Rutgers University, Newark, NJ, USA.
University of Texas Health Science Center at Houston, TX, USA.
J Biomed Inform. 2021 May;117:103714. doi: 10.1016/j.jbi.2021.103714. Epub 2021 Mar 10.
With cloud computing is being widely adopted in conducting genome-wide association studies (GWAS), how to verify the integrity of outsourced GWAS computation remains to be accomplished. Here, we propose two novel algorithms to generate synthetic SNPs that are indistinguishable from real SNPs. The first method creates synthetic SNPs based on the phenotype vector, while the second approach creates synthetic SNPs based on real SNPs that are most similar to the phenotype vector. The time complexity of the first approach and the second approach is Om and Omlogn, respectively, where m is the number of subjects while n is the number of SNPs. Furthermore, through a game theoretic analysis, we demonstrate that it is possible to incentivize honest behavior by the server by coupling appropriate payoffs with randomized verification. We conduct extensive experiments of our proposed methods, and the results show that beyond a formal adversarial model, when only a few synthetic SNPs are generated and mixed into the real data they cannot be distinguished from the real SNPs even by a variety of predictive machine learning models. We demonstrate that the proposed approach can ensure that logistic regression for GWAS can be outsourced in an efficient and trustworthy way.

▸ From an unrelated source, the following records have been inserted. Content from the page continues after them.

//! Decoding a single BAM alignment record into a [`alignio_sam::Record`].

use alignio_sam::record::cigar::{self, Op};
use alignio_sam::Record;

use super::cursor::Cursor;
use super::{data, sequence};

/// Decodes one alignment record from `block`, the bytes following its
/// `block_size` length prefix (i.e. `block.len()` is expected to equal that
/// `block_size`).
///
/// `ref_names` is the reconciled reference-name table, indexed by `ref_id`.
/// Returns `None` if the fixed-size portion of the record is truncated.
pub fn decode(block: &[u8], ref_names: &[String]) -> Option<Record> {
    let mut cursor = Cursor::new(block);

    let ref_id = cursor.i32_le()?;
    let pos = cursor.i32_le()?;
    let l_read_name = cursor.u8()? as usize;
    let mapq = cursor.u8()?;
    let _bin = cursor.u16_le()?;
    let n_cigar_op = cursor.u16_le()? as usize;
    let flag = cursor.u16_le()?;
    let l_seq = cursor.u32_le()? as usize;
    let next_ref_id = cursor.i32_le()?;
    let next_pos = cursor.i32_le()?;
    let tlen = cursor.i32_le()?;

    let raw_name = cursor.take(l_read_name)?;
    let qname = std::str::from_utf8(raw_name)
        .unwrap_or("")
        .trim_end_matches('\0')
        .to_string();

    let mut ops = Vec::with_capacity(n_cigar_op);
    for _ in 0..n_cigar_op {
        let word = cursor.u32_le()?;
        ops.push(Op::from_u32(word));
    }

    let seq_bytes = cursor.take(l_seq.div_ceil(2))?;
    let seq = if l_seq == 0 {
        "*".to_string()
    } else {
        sequence::decode(seq_bytes, l_seq)
    };

    let qual_bytes = cursor.take(l_seq)?;
    let qual = if l_seq == 0 || qual_bytes.first() == Some(&0xFF) {
        "*".to_string()
    } else {
        qual_bytes
            .iter()
            .map(|&q| (q as u32 + 33) as u8 as char)
            .collect()
    };

    let tags = data::decode_tags(&mut cursor);

    Some(Record {
        qname,
        flag,
        rname: resolve_name(ref_id, ref_names),
        pos: translate_pos(pos),
        mapq,
        cigar: if n_cigar_op == 0 {
            "*".to_string()
        } else {
            cigar::format_cigar(&ops)
        },
        rnext: resolve_rnext(next_ref_id, ref_id, ref_names),
        pnext: translate_pos(next_pos),
        tlen,
        seq,
        qual,
        tags,
    })
}

fn translate_pos(pos: i32) -> i32 {
    if pos == -1 {
        0
    } else {
        pos + 1
    }
}

fn resolve_name(ref_id: i32, ref_names: &[String]) -> String {
    if ref_id < 0 {
        return "*".to_string();
    }

    ref_names
        .get(ref_id as usize)
        .cloned()
        .unwrap_or_else(|| "*".to_string())
}

fn resolve_rnext(next_ref_id: i32, ref_id: i32, ref_names: &[String]) -> String {
    if next_ref_id >= 0 && next_ref_id == ref_id {
        "=".to_string()
    } else {
        resolve_name(next_ref_id, ref_names)
    }
}
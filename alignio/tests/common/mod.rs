//! Shared helpers for building synthetic BAM byte streams in integration
//! tests, mirroring the BGZF member construction used in
//! `alignio-bgzf`/`alignio-bam`'s own unit tests.

use std::io::Write;

use flate2::{write::DeflateEncoder, Compression, Crc};

const BASES: [char; 16] = [
    '=', 'A', 'C', 'M', 'G', 'R', 'S', 'V', 'T', 'W', 'Y', 'H', 'K', 'D', 'B', 'N',
];

pub const MAGIC: [u8; 4] = *b"BAM\x01";

fn bgzf_wrap(payload: &[u8]) -> Vec<u8> {
    let mut deflated = Vec::new();
    {
        let mut encoder = DeflateEncoder::new(&mut deflated, Compression::default());
        encoder.write_all(payload).unwrap();
        encoder.finish().unwrap();
    }

    let mut crc = Crc::new();
    crc.update(payload);

    let bsize = (10 + 2 + 6 + deflated.len() + 4 + 4 - 1) as u16;

    let mut block = Vec::new();
    block.extend_from_slice(&[0x1f, 0x8b, 0x08, 0x04, 0, 0, 0, 0, 0, 0xff]);
    block.extend_from_slice(&6u16.to_le_bytes());
    block.extend_from_slice(b"BC");
    block.extend_from_slice(&2u16.to_le_bytes());
    block.extend_from_slice(&bsize.to_le_bytes());
    block.extend_from_slice(&deflated);
    block.extend_from_slice(&crc.sum().to_le_bytes());
    block.extend_from_slice(&(payload.len() as u32).to_le_bytes());
    block
}

fn pack_seq(seq: &str) -> Vec<u8> {
    let codes: Vec<u8> = seq
        .chars()
        .map(|c| BASES.iter().position(|&b| b == c).unwrap_or(15) as u8)
        .collect();

    codes
        .chunks(2)
        .map(|pair| {
            let hi = pair[0] << 4;
            let lo = pair.get(1).copied().unwrap_or(0);
            hi | lo
        })
        .collect()
}

/// One alignment to encode into a synthetic BAM stream.
pub struct TestAlignment {
    pub ref_id: i32,
    pub pos: i32,
    pub name: &'static str,
    pub mapq: u8,
    pub flag: u16,
    pub cigar: Vec<(u32, u8)>,
    pub next_ref_id: i32,
    pub next_pos: i32,
    pub tlen: i32,
    pub seq: &'static str,
    pub qual: Option<&'static [u8]>,
}

fn encode_alignment(a: &TestAlignment) -> Vec<u8> {
    let mut block = Vec::new();
    block.extend_from_slice(&a.ref_id.to_le_bytes());
    block.extend_from_slice(&a.pos.to_le_bytes());
    block.push((a.name.len() + 1) as u8);
    block.push(a.mapq);
    block.extend_from_slice(&0u16.to_le_bytes()); // bin
    block.extend_from_slice(&(a.cigar.len() as u16).to_le_bytes());
    block.extend_from_slice(&a.flag.to_le_bytes());
    block.extend_from_slice(&(a.seq.len() as u32).to_le_bytes());
    block.extend_from_slice(&a.next_ref_id.to_le_bytes());
    block.extend_from_slice(&a.next_pos.to_le_bytes());
    block.extend_from_slice(&a.tlen.to_le_bytes());

    block.extend_from_slice(a.name.as_bytes());
    block.push(0);

    for (len, op) in &a.cigar {
        let word = (len << 4) | (*op as u32);
        block.extend_from_slice(&word.to_le_bytes());
    }

    block.extend_from_slice(&pack_seq(a.seq));

    match a.qual {
        Some(q) => block.extend_from_slice(q),
        None => block.extend_from_slice(&vec![0xFFu8; a.seq.len()]),
    }

    let mut record = Vec::new();
    record.extend_from_slice(&(block.len() as u32).to_le_bytes());
    record.extend_from_slice(&block);
    record
}

/// Builds a complete BGZF-wrapped BAM byte stream from header text, a
/// reference table, and a list of alignments.
pub fn make_bam(text: &str, ref_names: &[(&str, u32)], alignments: &[TestAlignment]) -> Vec<u8> {
    let mut payload = Vec::new();
    payload.extend_from_slice(&MAGIC);
    payload.extend_from_slice(&(text.len() as u32).to_le_bytes());
    payload.extend_from_slice(text.as_bytes());

    payload.extend_from_slice(&(ref_names.len() as u32).to_le_bytes());
    for (name, len) in ref_names {
        let name_with_nul = format!("{name}\0");
        payload.extend_from_slice(&(name_with_nul.len() as u32).to_le_bytes());
        payload.extend_from_slice(name_with_nul.as_bytes());
        payload.extend_from_slice(&len.to_le_bytes());
    }

    for alignment in alignments {
        payload.extend_from_slice(&encode_alignment(alignment));
    }

    bgzf_wrap(&payload)
}
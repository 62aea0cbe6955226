//! Decoding BAM's binary auxiliary-tag encoding into the shared
//! [`alignio_sam::record::data`] model.

use alignio_sam::record::data::{ArrayValue, Tags, Value};

use super::cursor::Cursor;

/// Decodes tags from `cursor` until it is exhausted.
///
/// An unknown type byte stops parsing for the *record* (the aux block has
/// no length prefix of its own to skip past), but the tags already decoded
/// are kept, per the truncation-tolerant contract of the BAM reader.
pub fn decode_tags(cursor: &mut Cursor<'_>) -> Tags {
    let mut tags = Tags::new();

    while cursor.remaining() >= 3 {
        let Some(key) = read_key(cursor) else { break };
        let Some(type_code) = cursor.u8() else { break };

        match decode_one(cursor, type_code as char) {
            Some(value) => {
                tags.insert(key, (type_code as char, value));
            }
            None => break,
        }
    }

    tags
}

fn read_key(cursor: &mut Cursor<'_>) -> Option<[u8; 2]> {
    let a = cursor.u8()?;
    let b = cursor.u8()?;
    Some([a, b])
}

fn decode_one(cursor: &mut Cursor<'_>, type_code: char) -> Option<Value> {
    match type_code {
        'A' => cursor.u8().map(|b| Value::Char(b as char)),
        'c' => cursor.u8().map(|b| Value::Int(b as i8 as i64)),
        'C' => cursor.u8().map(|b| Value::Int(b as i64)),
        's' => cursor.u16_le().map(|v| Value::Int(v as i16 as i64)),
        'S' => cursor.u16_le().map(|v| Value::Int(v as i64)),
        'i' => cursor.i32_le().map(|v| Value::Int(v as i64)),
        'I' => cursor.u32_le().map(|v| Value::Int(v as i64)),
        'f' => cursor.f32_le().map(|v| Value::Float(v as f64)),
        'Z' => read_cstr(cursor).map(Value::String),
        'H' => read_cstr(cursor).map(Value::Hex),
        'B' => decode_array(cursor),
        _ => None,
    }
}

fn read_cstr(cursor: &mut Cursor<'_>) -> Option<String> {
    let mut bytes = Vec::new();

    loop {
        let b = cursor.u8()?;
        if b == 0 {
            break;
        }
        bytes.push(b);
    }

    Some(String::from_utf8_lossy(&bytes).into_owned())
}

/// Bounds a wire-reported element `count` against the bytes actually left in
/// `cursor`, so a corrupted or truncated count can't force a pre-emptive
/// allocation far larger than the input could ever fill.
fn bounded_capacity(cursor: &Cursor<'_>, count: usize, element_width: usize) -> usize {
    count.min(cursor.remaining() / element_width)
}

fn decode_array(cursor: &mut Cursor<'_>) -> Option<Value> {
    let subtype = cursor.u8()? as char;
    let count = cursor.u32_le()? as usize;

    match subtype {
        'f' => {
            let mut values = Vec::with_capacity(bounded_capacity(cursor, count, 4));
            for _ in 0..count {
                values.push(cursor.f32_le()? as f64);
            }
            Some(Value::Array(ArrayValue::Float(values)))
        }
        'c' => read_int_array(cursor, count, 1, subtype, |c| c.u8().map(|b| b as i8 as i64)),
        'C' => read_int_array(cursor, count, 1, subtype, |c| c.u8().map(|b| b as i64)),
        's' => read_int_array(cursor, count, 2, subtype, |c| c.u16_le().map(|v| v as i16 as i64)),
        'S' => read_int_array(cursor, count, 2, subtype, |c| c.u16_le().map(|v| v as i64)),
        'i' => read_int_array(cursor, count, 4, subtype, |c| c.i32_le().map(|v| v as i64)),
        'I' => read_int_array(cursor, count, 4, subtype, |c| c.u32_le().map(|v| v as i64)),
        _ => None,
    }
}

fn read_int_array(
    cursor: &mut Cursor<'_>,
    count: usize,
    element_width: usize,
    subtype: char,
    mut read_one: impl FnMut(&mut Cursor<'_>) -> Option<i64>,
) -> Option<Value> {
    let mut values = Vec::with_capacity(bounded_capacity(cursor, count, element_width));
    for _ in 0..count {
        values.push(read_one(cursor)?);
    }
    Some(Value::Array(ArrayValue::Int(subtype, values)))
}

#[cfg(test)]
mod tests {
    use super::*;

    fn bytes_for(type_code: u8, payload: &[u8]) -> Vec<u8> {
        let mut v = vec![b'N', b'M', type_code];
        v.extend_from_slice(payload);
        v
    }

    #[test]
    fn test_decode_int_tag() {
        let raw = bytes_for(b'i', &2i32.to_le_bytes());
        let mut cursor = Cursor::new(&raw);
        let tags = decode_tags(&mut cursor);
        assert_eq!(tags.get(b"NM"), Some(&('i', Value::Int(2))));
    }

    #[test]
    fn test_decode_string_tag() {
        let mut raw = vec![b'R', b'G', b'Z'];
        raw.extend_from_slice(b"sample1\0");
        let mut cursor = Cursor::new(&raw);
        let tags = decode_tags(&mut cursor);
        assert_eq!(
            tags.get(b"RG"),
            Some(&('Z', Value::String("sample1".to_string())))
        );
    }

    #[test]
    fn test_decode_b_array_tag() {
        let mut raw = vec![b'X', b'A', b'B', b'i'];
        raw.extend_from_slice(&3u32.to_le_bytes());
        raw.extend_from_slice(&1i32.to_le_bytes());
        raw.extend_from_slice(&2i32.to_le_bytes());
        raw.extend_from_slice(&3i32.to_le_bytes());

        let mut cursor = Cursor::new(&raw);
        let tags = decode_tags(&mut cursor);
        assert_eq!(
            tags.get(b"XA"),
            Some(&('B', Value::Array(ArrayValue::Int('i', vec![1, 2, 3]))))
        );
    }

    #[test]
    fn test_decode_b_array_huge_count_does_not_preallocate_and_stops_cleanly() {
        // count claims 4 billion elements but no element data follows; this
        // must stop parsing gracefully (dropping the in-progress tag) rather
        // than attempt a huge up-front allocation.
        let mut raw = bytes_for(b'i', &2i32.to_le_bytes());
        raw.extend_from_slice(&[b'X', b'A', b'B', b'i']);
        raw.extend_from_slice(&u32::MAX.to_le_bytes());

        let mut cursor = Cursor::new(&raw);
        let tags = decode_tags(&mut cursor);
        assert_eq!(tags.len(), 1);
        assert_eq!(tags.get(b"NM"), Some(&('i', Value::Int(2))));
        assert!(tags.get(b"XA").is_none());
    }

    #[test]
    fn test_unknown_type_stops_parsing_but_keeps_earlier_tags() {
        let mut raw = bytes_for(b'i', &2i32.to_le_bytes());
        raw.extend_from_slice(&[b'X', b'Y', b'?']);

        let mut cursor = Cursor::new(&raw);
        let tags = decode_tags(&mut cursor);
        assert_eq!(tags.len(), 1);
        assert_eq!(tags.get(b"NM"), Some(&('i', Value::Int(2))));
    }
}
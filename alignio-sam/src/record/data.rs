//! Typed auxiliary tag values ("optional fields").
//!
//! A tag value in the in-memory model is a `(type_code, Value)` pair — the
//! type code is the original one-character SAM/BAM type letter and is kept
//! alongside the decoded [`Value`] so round-tripping preserves it exactly
//! (spec'd in the header-invariant sense: the *kind* of integer a field was
//! written as matters even though its decoded value is a plain `i64`).

use std::{error, fmt};

use indexmap::IndexMap;

/// A tag key: two ASCII bytes (e.g. `NM`, `RG`).
pub type Key = [u8; 2];

/// The ordered collection of a record's optional tags.
pub type Tags = IndexMap<Key, (char, Value)>;

/// A decoded tag value.
#[derive(Clone, Debug, PartialEq)]
pub enum Value {
    /// `A`: a single printable character.
    Char(char),
    /// `c C s S i I`: a signed integer (the original width is tracked by the
    /// paired type code, not by this variant).
    Int(i64),
    /// `f`: a 32-bit IEEE-754 float, widened to `f64`.
    Float(f64),
    /// `Z`: a verbatim string.
    String(String),
    /// `H`: a verbatim hex string (left undecoded into bytes).
    Hex(String),
    /// `B`: a typed numeric array.
    Array(ArrayValue),
}

/// The payload of a `B`-typed tag: a numeric sub-type plus its elements.
#[derive(Clone, Debug, PartialEq)]
pub enum ArrayValue {
    /// An integer array, carrying the sub-type letter (`c C s S i I`) it was
    /// declared with.
    Int(char, Vec<i64>),
    /// A float array (sub-type is always `f`).
    Float(Vec<f64>),
}

/// An error returned when a tag value fails to parse.
#[derive(Debug)]
pub enum ParseError {
    /// The type code is not one of `A c C s S i I f Z H B`.
    UnknownType(char),
    /// A character value was not exactly one character.
    InvalidChar,
    /// An integer value failed to parse.
    InvalidInt,
    /// A float value failed to parse.
    InvalidFloat,
    /// A `B`-array value was missing its leading sub-type element.
    MissingArraySubtype,
    /// A `B`-array's sub-type letter was not a numeric type.
    InvalidArraySubtype(char),
}

impl error::Error for ParseError {}

impl fmt::Display for ParseError {
    fn fmt(&self, f: &mut fmt::Formatter<'_>) -> fmt::Result {
        match self {
            Self::UnknownType(c) => write!(f, "unknown tag type: {c:?}"),
            Self::InvalidChar => write!(f, "tag type A value must be exactly one character"),
            Self::InvalidInt => write!(f, "invalid integer tag value"),
            Self::InvalidFloat => write!(f, "invalid float tag value"),
            Self::MissingArraySubtype => write!(f, "B-array value is missing its sub-type"),
            Self::InvalidArraySubtype(c) => write!(f, "invalid B-array sub-type: {c:?}"),
        }
    }
}

/// Parses the SAM-text form of a tag value (the `V` in `TT:Y:V`) given its
/// type code `Y`.
pub fn parse_tag_value(type_code: char, text: &str) -> Result<Value, ParseError> {
    match type_code {
        'A' => {
            let mut chars = text.chars();
            let c = chars.next().ok_or(ParseError::InvalidChar)?;
            if chars.next().is_some() {
                return Err(ParseError::InvalidChar);
            }
            Ok(Value::Char(c))
        }
        'c' | 'C' | 's' | 'S' | 'i' | 'I' => {
            let n = parse_int(text)?;
            Ok(Value::Int(n))
        }
        'f' => {
            let n = parse_float(text)?;
            Ok(Value::Float(n))
        }
        'Z' => Ok(Value::String(text.to_string())),
        'H' => Ok(Value::Hex(text.to_string())),
        'B' => parse_array(text),
        _ => Err(ParseError::UnknownType(type_code)),
    }
}

fn parse_array(text: &str) -> Result<Value, ParseError> {
    let mut fields = text.split(',');
    let subtype_str = fields.next().ok_or(ParseError::MissingArraySubtype)?;
    let subtype = subtype_str
        .chars()
        .next()
        .ok_or(ParseError::MissingArraySubtype)?;

    match subtype {
        'f' => {
            let values = fields.map(parse_float).collect::<Result<Vec<_>, _>>()?;
            Ok(Value::Array(ArrayValue::Float(values)))
        }
        'c' | 'C' | 's' | 'S' | 'i' | 'I' => {
            let values = fields.map(parse_int).collect::<Result<Vec<_>, _>>()?;
            Ok(Value::Array(ArrayValue::Int(subtype, values)))
        }
        c => Err(ParseError::InvalidArraySubtype(c)),
    }
}

fn parse_int(s: &str) -> Result<i64, ParseError> {
    lexical_core::parse(s.as_bytes()).map_err(|_| ParseError::InvalidInt)
}

fn parse_float(s: &str) -> Result<f64, ParseError> {
    lexical_core::parse(s.as_bytes()).map_err(|_| ParseError::InvalidFloat)
}

/// Formats a decoded tag value back into its SAM-text form (the `V` in
/// `TT:Y:V`).
///
/// For `B` arrays, the sub-type written is *not* necessarily the sub-type
/// the value carries: it is re-inferred from the first element (`i` unless
/// every element is a float, then `f`). This is deliberately distinct from
/// [`infer_array_type`], which serves a different caller (see module docs).
pub fn format_tag_value(value: &Value) -> String {
    match value {
        Value::Char(c) => c.to_string(),
        Value::Int(n) => n.to_string(),
        Value::Float(n) => format_float(*n),
        Value::String(s) => s.clone(),
        Value::Hex(s) => s.clone(),
        Value::Array(array) => format_array(array),
    }
}

fn format_float(n: f64) -> String {
    if n.fract() == 0.0 && n.abs() < 1e15 {
        format!("{n:.0}")
    } else {
        n.to_string()
    }
}

fn format_array(array: &ArrayValue) -> String {
    match array {
        ArrayValue::Float(values) => {
            let mut s = String::from("f");
            for v in values {
                s.push(',');
                s.push_str(&format_float(*v));
            }
            s
        }
        ArrayValue::Int(_, values) => {
            let mut s = String::from("i");
            for v in values {
                s.push(',');
                s.push_str(&v.to_string());
            }
            s
        }
    }
}

/// A numeric element used only to pick a sub-type for a `B` array via
/// [`infer_array_type`].
#[derive(Clone, Copy, Debug, PartialEq)]
pub enum NumericElement {
    Int(i64),
    Float(f64),
}

/// Returns the narrowest signed/unsigned integer (or float) sub-type that
/// can hold `values`'s first element.
///
/// This is distinct from the rule [`format_tag_value`] uses for `B`-array
/// emission (which always collapses to `i`/`f`): `infer_array_type` serves
/// callers that want the tightest binary encoding (e.g. a BAM writer),
/// while SAM-text emission intentionally does not narrow.
pub fn infer_array_type(values: &[NumericElement]) -> (char, &'static str) {
    match values.first() {
        None => ('i', "int32"),
        Some(NumericElement::Float(_)) => ('f', "float"),
        Some(NumericElement::Int(v)) => {
            let v = *v;
            if (-128..=127).contains(&v) {
                ('c', "int8")
            } else if (0..=255).contains(&v) {
                ('C', "uint8")
            } else if (-32768..=32767).contains(&v) {
                ('s', "int16")
            } else if (0..=65535).contains(&v) {
                ('S', "uint16")
            } else {
                ('i', "int32")
            }
        }
    }
}

#[cfg(test)]
mod tests {
    use super::*;

    // S7
    #[test]
    fn test_parse_tag_value_scenario_s7() {
        assert_eq!(parse_tag_value('i', "42").unwrap(), Value::Int(42));
        assert_eq!(parse_tag_value('f', "3.14").unwrap(), Value::Float(3.14));
        assert_eq!(
            parse_tag_value('Z', "hello").unwrap(),
            Value::String("hello".to_string())
        );
        assert_eq!(
            parse_tag_value('B', "i,1,2,3").unwrap(),
            Value::Array(ArrayValue::Int('i', vec![1, 2, 3]))
        );
        assert_eq!(
            parse_tag_value('B', "f,1.1,2.2").unwrap(),
            Value::Array(ArrayValue::Float(vec![1.1, 2.2]))
        );
    }

    #[test]
    fn test_parse_tag_value_char() {
        assert_eq!(parse_tag_value('A', "x").unwrap(), Value::Char('x'));
        assert!(parse_tag_value('A', "xy").is_err());
    }

    #[test]
    fn test_parse_tag_value_hex_is_verbatim() {
        assert_eq!(
            parse_tag_value('H', "1A2B").unwrap(),
            Value::Hex("1A2B".to_string())
        );
    }

    #[test]
    fn test_format_tag_value_array_uses_i_or_f_not_narrowest() {
        let value = Value::Array(ArrayValue::Int('C', vec![200, 1, 2]));
        assert_eq!(format_tag_value(&value), "i,200,1,2");

        let value = Value::Array(ArrayValue::Float(vec![1.5, 2.0]));
        assert_eq!(format_tag_value(&value), "f,1.5,2");
    }

    #[test]
    fn test_infer_array_type_narrows() {
        assert_eq!(
            infer_array_type(&[NumericElement::Int(5)]),
            ('c', "int8")
        );
        assert_eq!(
            infer_array_type(&[NumericElement::Int(200)]),
            ('C', "uint8")
        );
        assert_eq!(
            infer_array_type(&[NumericElement::Int(40000)]),
            ('i', "int32")
        );
        assert_eq!(
            infer_array_type(&[NumericElement::Float(1.0)]),
            ('f', "float")
        );
        assert_eq!(infer_array_type(&[]), ('i', "int32"));
    }
}
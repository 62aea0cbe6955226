//! Genomic region expressions, resolved against a SAM header's `@SQ` list.

use std::{error, fmt, num, str::FromStr};

use alignio_sam::header::Header;

const MIN_POSITION: u64 = 1;

static UNMAPPED_NAME: &str = "*";
static ALL_NAME: &str = ".";

/// A genomic region.
///
/// Genomic regions can either be mapped to a reference sequence, unmapped
/// (`*`), or an inclusion of all reads (`.`).
#[derive(Clone, Debug, Eq, PartialEq)]
pub enum Region {
    Mapped {
        name: String,
        start: u64,
        end: Option<u64>,
    },
    Unmapped,
    All,
}

impl Region {
    /// Parses a string to a region, resolving its end position (when
    /// omitted) against the `@SQ` entry named by the region in `header`.
    ///
    /// A region string is `<reference-sequence-name>[:<start>[-<end>]]`.
    /// The name may be `*` for unmapped records or `.` for all records;
    /// otherwise it must name an `@SQ` entry in `header`.
    pub fn from_str_header(s: &str, header: &Header) -> Result<Self, ParseError> {
        if s.is_empty() {
            return Err(ParseError::Empty);
        } else if s == UNMAPPED_NAME {
            return Ok(Self::Unmapped);
        } else if s == ALL_NAME {
            return Ok(Self::All);
        }

        if let Some(i) = s.rfind(':') {
            let suffix = &s[i + 1..];

            if let Ok((start, end)) = parse_interval(suffix) {
                let prefix = &s[0..i];

                if let Some(len) = reference_len(header, prefix) {
                    if header.reference_index(s).is_some() {
                        return Err(ParseError::Ambiguous);
                    }

                    let resolved_end = end.unwrap_or(len);
                    return Ok(Region::mapped(prefix, start, Some(resolved_end)));
                }
            }
        }

        if let Some(len) = reference_len(header, s) {
            Ok(Region::mapped(s, MIN_POSITION, Some(len)))
        } else {
            Err(ParseError::Invalid)
        }
    }

    /// Creates a new mapped region.
    ///
    /// `start` and `end` are 1-based. When `end` is `None`, the region is
    /// unbounded — it runs to the end of the named reference sequence.
    pub fn mapped<I>(name: I, start: u64, end: Option<u64>) -> Region
    where
        I: Into<String>,
    {
        Region::Mapped {
            name: name.into(),
            start,
            end,
        }
    }

    /// Returns the reference name of the region (`*` if unmapped, `.` if
    /// all).
    pub fn name(&self) -> &str {
        match self {
            Self::Mapped { name, .. } => name,
            Self::Unmapped => UNMAPPED_NAME,
            Self::All => ALL_NAME,
        }
    }

    /// Resolves the region against `header`'s `@SQ` list.
    ///
    /// Returns `(<index into header.sq>, <resolved end>)` for a mapped
    /// region whose name is present in the header; `None` otherwise.
    pub fn resolve(&self, header: &Header) -> Option<(usize, u64)> {
        match self {
            Self::Mapped { name, end, .. } => {
                let index = header.reference_index(name)?;
                let len = reference_len(header, name).unwrap_or(u64::MAX);
                Some((index, end.unwrap_or(len)))
            }
            Self::Unmapped | Self::All => None,
        }
    }
}

fn reference_len(header: &Header, name: &str) -> Option<u64> {
    header.reference_len(name)?.parse().ok()
}

impl fmt::Display for Region {
    fn fmt(&self, f: &mut fmt::Formatter<'_>) -> fmt::Result {
        match self {
            Self::Mapped { name, start, end } => {
                write!(f, "{name}:{start}")?;

                if let Some(e) = end {
                    write!(f, "-{e}")?;
                }

                Ok(())
            }
            Self::Unmapped => write!(f, "{UNMAPPED_NAME}"),
            Self::All => write!(f, "{ALL_NAME}"),
        }
    }
}

/// An error returned when a region string fails to parse.
#[derive(Clone, Debug, Eq, PartialEq)]
pub enum ParseError {
    Empty,
    Ambiguous,
    Invalid,
    MissingReferenceSequenceName,
    InvalidStartPosition(num::ParseIntError),
    InvalidEndPosition(num::ParseIntError),
}

impl error::Error for ParseError {}

impl fmt::Display for ParseError {
    fn fmt(&self, f: &mut fmt::Formatter<'_>) -> fmt::Result {
        match self {
            Self::Empty => f.write_str("empty input"),
            Self::Ambiguous => f.write_str("ambiguous input"),
            Self::Invalid => f.write_str("invalid input"),
            Self::MissingReferenceSequenceName => write!(f, "invalid region"),
            Self::InvalidStartPosition(e) => write!(f, "invalid start position: {e}"),
            Self::InvalidEndPosition(e) => write!(f, "invalid end position: {e}"),
        }
    }
}

impl FromStr for Region {
    type Err = ParseError;

    /// Parses a string to a region without reference-length resolution: an
    /// omitted end position stays unbounded (`None`) rather than being
    /// filled in from a header. Use [`Region::from_str_header`] to resolve
    /// against an `@SQ` list.
    fn from_str(s: &str) -> Result<Self, Self::Err> {
        if s == UNMAPPED_NAME {
            return Ok(Self::Unmapped);
        } else if s == ALL_NAME {
            return Ok(Self::All);
        }

        let mut components = s.split([':', '-']);

        let name = components
            .next()
            .map(|t| t.into())
            .ok_or(ParseError::MissingReferenceSequenceName)?;

        let start = match components.next() {
            Some(t) => t.parse().map_err(ParseError::InvalidStartPosition)?,
            None => MIN_POSITION,
        };

        let end = match components.next() {
            Some(t) => t.parse().map(Some).map_err(ParseError::InvalidEndPosition)?,
            None => None,
        };

        Ok(Self::Mapped { name, start, end })
    }
}

fn parse_interval(s: &str) -> Result<(u64, Option<u64>), ParseError> {
    let mut components = s.splitn(2, '-');

    let start = match components.next() {
        Some(t) => t.parse().map_err(ParseError::InvalidStartPosition)?,
        None => MIN_POSITION,
    };

    let end = match components.next() {
        Some(t) => t.parse().map(Some).map_err(ParseError::InvalidEndPosition)?,
        None => None,
    };

    Ok((start, end))
}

随着云计算在全基因组关联研究(GWAS)中的广泛应用,如何验证外包 GWAS 计算的完整性仍然有待完成。在这里,我们提出了两种新的算法来生成与真实 SNP 无法区分的合成 SNP。第一种方法基于表型向量生成合成 SNP,而第二种方法则基于与表型向量最相似的真实 SNP 生成合成 SNP。第一种方法和第二种方法的时间复杂度分别为 Om 和 Omlogn,其中 m 是受试者的数量,n 是 SNP 的数量。此外,通过博弈论分析,我们证明通过将适当的报酬与随机验证相结合,可以激励服务器的诚实行为。我们对所提出的方法进行了广泛的实验,结果表明,在正式的对抗模型之外,当只生成少量的合成 SNP 并将其混入真实数据中时,即使使用各种预测机器学习模型,也无法将它们与真实 SNP 区分开来。我们证明了所提出的方法可以确保 GWAS 的逻辑回归可以以高效和值得信赖的方式进行外包。